Mr. Somers-Keyne was already reaching out for his hat.
'With the utmost pleasure, my dear young friends,' he consented. 'The Milan bar was at one time a hallowed spot to me. Misfortunes of various sorts—but I will not weary you with a relation of my troubles. If Tree rings up, Flora, say that I shall have finished the second act to-night. You can tell him that it is wonderful. Now, gentlemen!'
They left the building together and a few moments later were ensconced in a corner of the bar with a bottle of whisky and some tumblers before them. Lavendale helped his guest bountifully. He had hard work, however, to keep the trend of the conversation away from the subject of Mr. Somers-Keyne's early triumphs upon the stage, which it appeared were numerous and remarkable. With every tumblerful of whisky and soda, indeed, he seemed to grow more forgetful of his home across the way. As he expanded he grew more untidy. His tie slipped, his collar had flown open, his waistcoat was spotted with the liquid which had fallen from the glass in his unsteady efforts to lift it to his lips. His pasty face had become mottled. Lavendale, who had been watching his guest closely, fired a sudden question at him.

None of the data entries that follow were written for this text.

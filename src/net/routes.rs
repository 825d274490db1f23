//! HTTP route handlers for inbound topic messages.

use crate::arbiter::{ArbiterStatus, MessageArbiter};
use crate::response::ResponseHandler;
use axum::{
    body::Bytes,
    extract::{Path, State},
    http::StatusCode,
    response::IntoResponse,
    Json,
};

/// Shared application state
#[derive(Clone)]
pub struct AppState {
    pub response_topic: String,
    pub responses: ResponseHandler,
    pub arbiter: MessageArbiter,
}

/// POST /topics/*topic - Deliver a message published on `topic`
pub async fn on_message(
    State(state): State<AppState>,
    Path(topic): Path<String>,
    body: Bytes,
) -> impl IntoResponse {
    let topic = topic.trim_matches('/');

    if topic != state.response_topic {
        tracing::debug!("Ignoring message on unsubscribed topic '{}'", topic);
        return StatusCode::NOT_FOUND;
    }

    state.responses.on_message(&body).await;
    StatusCode::ACCEPTED
}

/// POST /display/idle - Drop any transient message and show the greeting
pub async fn show_idle(State(state): State<AppState>) -> impl IntoResponse {
    match state.arbiter.show_idle().await {
        Ok(()) => (StatusCode::OK, "OK".to_string()),
        Err(e) => (StatusCode::INTERNAL_SERVER_ERROR, e.to_string()),
    }
}

/// GET /health - Current display state and counters
pub async fn health(State(state): State<AppState>) -> Json<ArbiterStatus> {
    Json(state.arbiter.status().await)
}

#[cfg(test)]
mod tests {
    use super::*;
    use crate::arbiter::IdleMessage;
    use crate::display::hd44780::{Hd44780, DEFAULT_ADDRESS};
    use crate::display::sim::SimBus;
    use std::time::Duration;

    async fn state() -> (AppState, SimBus) {
        let bus = SimBus::new(16);
        let mut lcd = Hd44780::new(bus.clone(), bus.delay(), DEFAULT_ADDRESS, 2, 16);
        lcd.initialize().unwrap();
        let arbiter = MessageArbiter::start(Box::new(lcd), IdleMessage::new("Pronto", ""))
            .await
            .unwrap();
        let state = AppState {
            response_topic: "rfid/scanner/response".to_string(),
            responses: ResponseHandler::new(arbiter.clone(), Duration::from_millis(5000)),
            arbiter,
        };
        (state, bus)
    }

    #[tokio::test(start_paused = true)]
    async fn test_response_topic_reaches_display() {
        let (state, bus) = state().await;

        let response = on_message(
            State(state),
            Path("rfid/scanner/response".to_string()),
            Bytes::from_static(br#"{"nome":"ALICE","status":"OK"}"#),
        )
        .await
        .into_response();

        assert_eq!(response.status(), StatusCode::ACCEPTED);
        assert_eq!(bus.line(0), "ALICE");
        assert_eq!(bus.line(1), "Sts: OK");
    }

    #[tokio::test(start_paused = true)]
    async fn test_other_topics_are_rejected() {
        let (state, bus) = state().await;

        let response = on_message(
            State(state),
            Path("rfid/scanner/uid".to_string()),
            Bytes::from_static(br#"{"uid":"A1"}"#),
        )
        .await
        .into_response();

        assert_eq!(response.status(), StatusCode::NOT_FOUND);
        assert_eq!(bus.line(0), "Pronto");
    }

    #[tokio::test(start_paused = true)]
    async fn test_show_idle_route_drops_transient() {
        let (state, bus) = state().await;
        state
            .arbiter
            .show_transient("ALICE", "Sts: OK", Duration::from_millis(5000))
            .await
            .unwrap();

        let response = show_idle(State(state.clone())).await.into_response();

        assert_eq!(response.status(), StatusCode::OK);
        assert_eq!(bus.line(0), "Pronto");

        bus.set_failing(true);
        let response = show_idle(State(state)).await.into_response();
        assert_eq!(response.status(), StatusCode::INTERNAL_SERVER_ERROR);
    }

    #[tokio::test(start_paused = true)]
    async fn test_health_reports_idle() {
        let (state, _bus) = state().await;

        let Json(status) = health(State(state)).await;
        assert_eq!(status.state, "idle");
        assert_eq!(status.line1, "Pronto");
        assert_eq!(status.expires_in_ms, None);
    }
}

'You don't happen to know a Miss de Freyne, do you?' he inquired innocently.
The change in the man was wonderful. From a state of maudlin amiability he seemed to be stricken with an emotion of either fear or anger. His eyes narrowed. He set his glass down almost steadily, although he was obliged to breathe heavily several times before he spoke.
'Miss de Freyne,' he repeated. 'What about her?'
Lavendale pointed towards the window behind them.
'Nothing except that when I was in here an hour ago I saw Miss de Freyne's face at the window of that empty suite next to yours,' he said.
Mr. Somers-Keyne rose to his feet. A splendid dignity guided his footsteps and kept his voice steady.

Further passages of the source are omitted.